Verse 16
b. Then the sorrows of the present shall be forgotten in the brightness of future life, Job 11:16-17.
16. Waters that pass away He probably alluded to Job’s figure, (Job 6:15-17.) His grief, now so tumultuous, shall subside as completely as the waters of the mountain torrents. Of the wadies, or beds of such torrents, which are perfectly dry in the summer, Wilson, in his Lands of the Bible, enumerates eighty-five; while Ritter in his Geography speaks of as many as two hundred. Note Job 6:16. The figure is strikingly appropriate. Affliction is not like the river that flows on forever, but is like a torrent that rages for a brief winter day, and vanishes with the rising of the summer sun.

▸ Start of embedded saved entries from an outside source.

//! Template materialization for scaffold.
//!
//! This module handles:
//! - Walking the template tree and pruning skipped directories
//! - Renaming paths through the symbol table
//! - Writing substituted or verbatim file content

pub mod writer;

pub use writer::{ContentMode, write_file};

use crate::error::{Result, ScaffoldError};
use crate::policy::Policy;
use crate::symbols::SymbolTable;
use std::ffi::OsString;
use std::path::{Component, Path, PathBuf};
use walkdir::{DirEntry, WalkDir};

/// What a materialization run produced.
#[derive(Debug, Clone, Default)]
pub struct MaterializeReport {
	/// Destination paths of every written file, in walk order.
	pub written: Vec<PathBuf>,

	/// Destination paths of files copied without substitution.
	pub verbatim: Vec<PathBuf>,

	/// Template-relative paths of pruned directories and skipped files.
	pub skipped: Vec<PathBuf>,
}

/// Produces a destination tree from a template tree and a symbol table.
#[derive(Debug)]
pub struct Materializer<'a> {
	source_root: PathBuf,
	dest_root: PathBuf,
	symbols: &'a SymbolTable,
	policy: &'a Policy,
}

impl<'a> Materializer<'a> {
	pub fn new(
		source_root: impl Into<PathBuf>,
		dest_root: impl Into<PathBuf>,
		symbols: &'a SymbolTable,
		policy: &'a Policy,
	) -> Self {
		Self {
			source_root: source_root.into(),
			dest_root: dest_root.into(),
			symbols,
			policy,
		}
	}

	/// Walk the template depth-first and write every file that survives the
	/// skip policy. The first I/O error aborts the run; files already written
	/// are left in place.
	pub fn run(&self) -> Result<MaterializeReport> {
		if !self.source_root.is_dir() {
			return Err(ScaffoldError::ReadFile {
				path: self.source_root.clone(),
				source: std::io::Error::new(
					std::io::ErrorKind::InvalidInput,
					"template root is not a directory",
				),
			});
		}

		log::info!("Materializing {}", self.source_root.display());

		let mut report = MaterializeReport::default();
		let mut entries = WalkDir::new(&self.source_root)
			.follow_links(false)
			.sort_by_file_name()
			.into_iter();

		while let Some(entry) = entries.next() {
			let entry = entry.map_err(|source| ScaffoldError::Walk { source })?;
			let name = entry.file_name().to_string_lossy();
			let relative = relative_path(&entry);

			if entry.file_type().is_dir() {
				if self.policy.skips_dir(&name) {
					log::debug!("Skipping directory {}", relative.display());
					entries.skip_current_dir();
					report.skipped.push(relative);
				}
				continue;
			}

			// Links to directories are neither followed nor copied
			if entry.path_is_symlink() && entry.path().is_dir() {
				log::debug!("Skipping directory link {}", relative.display());
				report.skipped.push(relative);
				continue;
			}

			if self.policy.skips_file(&name) {
				log::debug!("Skipping file {}", relative.display());
				report.skipped.push(relative);
				continue;
			}

			let destination = self.destination_path(&relative);
			let verbatim = self.policy.copies_verbatim(&name);
			self.materialize_file(entry.path(), &destination, &name, verbatim)?;
			if verbatim {
				report.verbatim.push(destination.clone());
			}
			report.written.push(destination);
		}

		Ok(report)
	}

	fn materialize_file(
		&self,
		source: &Path,
		destination: &Path,
		name: &str,
		verbatim: bool,
	) -> Result<()> {
		if let Some(parent) = destination.parent() {
			std::fs::create_dir_all(parent).map_err(|source| ScaffoldError::CreateDir {
				path: parent.to_path_buf(),
				source,
			})?;
		}

		let mode = if verbatim {
			ContentMode::Verbatim
		} else {
			ContentMode::Substitute {
				symbols: self.symbols,
				quote_if_contains_whitespace: self.policy.quotes_values_in(name),
			}
		};

		log::info!("Writing {}", destination.display());
		write_file(source, destination, mode)
	}

	/// Rename every component of a template-relative path. Never quoted.
	pub fn destination_path(&self, relative: &Path) -> PathBuf {
		let renamed: PathBuf = relative
			.components()
			.map(|component| {
				let part = component.as_os_str();
				match part.to_str() {
					Some(part) => OsString::from(self.symbols.rewrite(part, false)),
					None => part.to_os_string(),
				}
			})
			.collect();
		self.dest_root.join(renamed)
	}
}

/// The entry's path relative to the walk root.
fn relative_path(entry: &DirEntry) -> PathBuf {
	let components: Vec<Component<'_>> = entry.path().components().collect();
	let start = components.len().saturating_sub(entry.depth());
	components[start..].iter().collect()
}

#[cfg(test)]
mod tests {
	use super::*;
	use crate::symbols::Symbol;
	use std::collections::BTreeMap;
	use std::fs;

	/// Write a template tree from (relative path, content) pairs.
	fn write_tree(root: &Path, files: &[(&str, &str)]) {
		for (relative, content) in files {
			let path = root.join(relative);
			fs::create_dir_all(path.parent().unwrap()).unwrap();
			fs::write(path, content).unwrap();
		}
	}

	/// Read every file under `root` keyed by its relative path.
	fn read_tree(root: &Path) -> BTreeMap<String, String> {
		WalkDir::new(root)
			.into_iter()
			.map(|e| e.unwrap())
			.filter(|e| e.file_type().is_file())
			.map(|e| {
				let relative = e.path().strip_prefix(root).unwrap();
				(
					relative.to_string_lossy().replace('\\', "/"),
					fs::read_to_string(e.path()).unwrap(),
				)
			})
			.collect()
	}

	fn symbols() -> SymbolTable {
		let mut table = SymbolTable::new();
		table.bind(Symbol::ProductName, "Sample");
		table.bind(Symbol::OrganizationName, "Rocket Insights, Inc.");
		table
	}

	fn run(files: &[(&str, &str)], symbols: &SymbolTable) -> (tempfile::TempDir, MaterializeReport) {
		let temp_dir = tempfile::tempdir().unwrap();
		let src = temp_dir.path().join("__PRODUCT_NAME__");
		let dst = temp_dir.path().join("out");
		fs::create_dir_all(&src).unwrap();
		write_tree(&src, files);

		let policy = Policy::default();
		let report = Materializer::new(&src, &dst, symbols, &policy)
			.run()
			.unwrap();
		(temp_dir, report)
	}

	#[test]
	fn test_end_to_end_pbxproj() {
		let (temp_dir, report) = run(
			&[(
				"__PRODUCT_NAME__.xcodeproj/project.pbxproj",
				"ORGANIZATIONNAME = __ORGANIZATION_NAME__;",
			)],
			&symbols(),
		);

		let tree = read_tree(&temp_dir.path().join("out"));
		assert_eq!(tree.len(), 1);
		assert_eq!(
			tree["Sample.xcodeproj/project.pbxproj"],
			"ORGANIZATIONNAME = \"Rocket Insights, Inc.\";"
		);
		assert_eq!(report.written.len(), 1);
		assert!(report.verbatim.is_empty());
	}

	#[test]
	fn test_path_renaming() {
		let (temp_dir, _) = run(
			&[("__PRODUCT_NAME__/AppDelegate.swift", "class AppDelegate {}\n")],
			&symbols(),
		);

		let tree = read_tree(&temp_dir.path().join("out"));
		assert!(tree.contains_key("Sample/AppDelegate.swift"));
		assert!(!tree.keys().any(|k| k.contains("__PRODUCT_NAME__")));
	}

	#[test]
	fn test_path_renaming_is_never_quoted() {
		let mut table = SymbolTable::new();
		table.bind(Symbol::ProductName, "My App");
		let (temp_dir, _) = run(&[("__PRODUCT_NAME__/project.pbxproj", "")], &table);

		let tree = read_tree(&temp_dir.path().join("out"));
		assert!(tree.contains_key("My App/project.pbxproj"));
	}

	#[test]
	fn test_content_outside_quote_set_is_not_quoted() {
		let (temp_dir, _) = run(
			&[("Sources/main.swift", "// Copyright __ORGANIZATION_NAME__\n")],
			&symbols(),
		);

		let tree = read_tree(&temp_dir.path().join("out"));
		assert_eq!(
			tree["Sources/main.swift"],
			"// Copyright Rocket Insights, Inc.\n"
		);
	}

	#[test]
	fn test_pruned_directory_excludes_descendants() {
		let (temp_dir, report) = run(
			&[
				("xcuserdata/secret.txt", "top"),
				("App.xcodeproj/xcuserdata/jane.xcuserdatad/secret.txt", "nested"),
				("App.xcodeproj/project.pbxproj", "kept"),
			],
			&symbols(),
		);

		let tree = read_tree(&temp_dir.path().join("out"));
		assert_eq!(tree.len(), 1);
		assert!(tree.contains_key("App.xcodeproj/project.pbxproj"));
		assert!(!tree.keys().any(|k| k.contains("xcuserdata") || k.contains("secret.txt")));
		assert_eq!(report.skipped.len(), 2);
	}

	#[test]
	fn test_skipped_files_are_omitted() {
		let (temp_dir, report) = run(
			&[
				(".DS_Store", "junk"),
				("Sub/.DS_Store", "junk"),
				("Podfile.lock", "lock"),
				("Podfile", "platform :ios"),
			],
			&symbols(),
		);

		let tree = read_tree(&temp_dir.path().join("out"));
		assert_eq!(tree.keys().collect::<Vec<_>>(), vec!["Podfile"]);
		assert_eq!(report.skipped.len(), 3);
	}

	#[test]
	fn test_content_exemption_copies_bytes() {
		let content = "<string>__ORGANIZATION_NAME__ __PRODUCT_NAME__</string>\n";
		let (temp_dir, report) = run(
			&[("__PRODUCT_NAME__.xcodeproj/xcshareddata/IDETemplateMacros.plist", content)],
			&symbols(),
		);

		let tree = read_tree(&temp_dir.path().join("out"));
		assert_eq!(
			tree["Sample.xcodeproj/xcshareddata/IDETemplateMacros.plist"],
			content
		);
		assert_eq!(report.verbatim.len(), 1);
	}

	#[test]
	fn test_unbound_markers_pass_through() {
		let (temp_dir, _) = run(
			&[("__AUTHOR__/notes.txt", "by __AUTHOR__ for __PRODUCT_NAME__\n")],
			&symbols(),
		);

		let tree = read_tree(&temp_dir.path().join("out"));
		assert_eq!(
			tree["__AUTHOR__/notes.txt"],
			"by __AUTHOR__ for Sample\n"
		);
	}

	#[test]
	fn test_empty_directories_are_not_created() {
		let temp_dir = tempfile::tempdir().unwrap();
		let src = temp_dir.path().join("template");
		let dst = temp_dir.path().join("out");
		fs::create_dir_all(src.join("Empty")).unwrap();
		fs::write(src.join("README.md"), "# __PRODUCT_NAME__\n").unwrap();

		let table = symbols();
		let policy = Policy::default();
		Materializer::new(&src, &dst, &table, &policy).run().unwrap();

		assert!(!dst.join("Empty").exists());
		assert_eq!(fs::read_to_string(dst.join("README.md")).unwrap(), "# Sample\n");
	}

	#[test]
	fn test_existing_destination_is_reused() {
		let temp_dir = tempfile::tempdir().unwrap();
		let src = temp_dir.path().join("template");
		let dst = temp_dir.path().join("out");
		fs::create_dir_all(src.join("__PRODUCT_NAME__")).unwrap();
		fs::write(src.join("__PRODUCT_NAME__/a.txt"), "a").unwrap();
		fs::create_dir_all(dst.join("Sample")).unwrap();

		let table = symbols();
		let policy = Policy::default();
		Materializer::new(&src, &dst, &table, &policy).run().unwrap();

		assert_eq!(fs::read_to_string(dst.join("Sample/a.txt")).unwrap(), "a");
	}

	#[test]
	fn test_io_failure_mid_walk_aborts_run() {
		let temp_dir = tempfile::tempdir().unwrap();
		let src = temp_dir.path().join("template");
		let dst = temp_dir.path().join("out");
		write_tree(
			&src,
			&[("a.txt", "first"), ("b/c.txt", "blocked"), ("d.txt", "last")],
		);
		// A regular file where the `b` directory must go
		fs::create_dir_all(&dst).unwrap();
		fs::write(dst.join("b"), "in the way").unwrap();

		let table = symbols();
		let policy = Policy::default();
		let result = Materializer::new(&src, &dst, &table, &policy).run();

		assert!(matches!(
			result,
			Err(ScaffoldError::CreateDir { .. } | ScaffoldError::WriteFile { .. })
		));
		assert_eq!(fs::read_to_string(dst.join("a.txt")).unwrap(), "first");
		assert!(!dst.join("d.txt").exists());
	}

	#[test]
	fn test_missing_template_root_fails() {
		let temp_dir = tempfile::tempdir().unwrap();
		let table = symbols();
		let policy = Policy::default();
		let result = Materializer::new(
			temp_dir.path().join("missing"),
			temp_dir.path().join("out"),
			&table,
			&policy,
		)
		.run();

		assert!(matches!(result, Err(ScaffoldError::ReadFile { .. })));
	}

	#[test]
	fn test_destination_path() {
		let table = symbols();
		let policy = Policy::default();
		let materializer = Materializer::new("/tpl", "/dst", &table, &policy);
		assert_eq!(
			materializer.destination_path(Path::new("__PRODUCT_NAME__/--PRODUCT-NAME--Tests.swift")),
			PathBuf::from("/dst/Sample/SampleTests.swift")
		);
	}
}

God’s love has ordained that “the excess of grief makes it soon mortal.” But we are not to forget the law of the human mind, that leads it to take pleasure in remembering sorrows when they have once gone beyond the power of return. The joys of heaven will be heightened by the remembrance of life’s troubles, and the retrospective vision will be none the less bright that we can still see the rivers through which we have passed, (Isaiah 43:2,) though they be but dim lines in the distant vista. A few lines in the spectrum suffice to tell the make of clouds and storms as they still sweep over the surface of the sun. Thus shall the clouds and storms of life appear when once we have entered our heavenly home.